TASK TO CARRY OUT:
Go through the listing below and return each line that includes "crate".

----- SUPPLIED ENTRIES -----

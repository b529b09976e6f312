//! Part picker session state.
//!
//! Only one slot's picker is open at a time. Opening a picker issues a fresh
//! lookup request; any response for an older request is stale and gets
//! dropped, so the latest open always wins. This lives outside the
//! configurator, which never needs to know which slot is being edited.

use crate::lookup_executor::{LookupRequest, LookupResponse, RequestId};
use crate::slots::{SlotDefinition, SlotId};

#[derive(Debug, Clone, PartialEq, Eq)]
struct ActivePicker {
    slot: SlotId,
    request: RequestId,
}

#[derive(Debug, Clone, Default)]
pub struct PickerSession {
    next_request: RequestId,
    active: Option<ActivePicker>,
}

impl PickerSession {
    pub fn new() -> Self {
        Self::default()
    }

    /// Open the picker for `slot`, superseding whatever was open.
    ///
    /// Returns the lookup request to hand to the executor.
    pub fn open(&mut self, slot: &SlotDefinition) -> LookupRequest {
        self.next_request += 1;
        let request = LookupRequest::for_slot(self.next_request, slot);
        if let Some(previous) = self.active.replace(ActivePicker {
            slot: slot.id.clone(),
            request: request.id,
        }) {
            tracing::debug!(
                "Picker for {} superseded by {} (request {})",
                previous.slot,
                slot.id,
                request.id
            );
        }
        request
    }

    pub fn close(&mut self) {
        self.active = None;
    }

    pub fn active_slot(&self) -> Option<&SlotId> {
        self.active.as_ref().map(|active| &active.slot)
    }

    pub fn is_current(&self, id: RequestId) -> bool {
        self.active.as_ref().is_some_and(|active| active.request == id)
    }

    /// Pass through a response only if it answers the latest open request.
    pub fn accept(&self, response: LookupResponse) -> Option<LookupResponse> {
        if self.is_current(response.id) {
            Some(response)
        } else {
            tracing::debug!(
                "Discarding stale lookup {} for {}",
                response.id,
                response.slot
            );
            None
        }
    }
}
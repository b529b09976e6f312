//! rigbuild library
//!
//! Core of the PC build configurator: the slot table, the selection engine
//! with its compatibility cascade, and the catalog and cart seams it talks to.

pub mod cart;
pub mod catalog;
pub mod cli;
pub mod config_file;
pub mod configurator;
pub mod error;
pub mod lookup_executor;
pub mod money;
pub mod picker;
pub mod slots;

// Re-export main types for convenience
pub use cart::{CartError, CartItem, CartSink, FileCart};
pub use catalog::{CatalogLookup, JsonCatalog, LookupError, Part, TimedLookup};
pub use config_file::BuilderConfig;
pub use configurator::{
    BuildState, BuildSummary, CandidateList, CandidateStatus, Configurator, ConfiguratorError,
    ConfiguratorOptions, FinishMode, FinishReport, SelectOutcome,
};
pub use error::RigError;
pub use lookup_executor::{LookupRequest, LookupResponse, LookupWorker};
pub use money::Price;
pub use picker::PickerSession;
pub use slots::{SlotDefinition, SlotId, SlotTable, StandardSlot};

-----

TASK SOLUTION:
use crate::lookup_executor::{LookupRequest, LookupResponse, RequestId};
use crate::slots::{SlotDefinition, SlotId};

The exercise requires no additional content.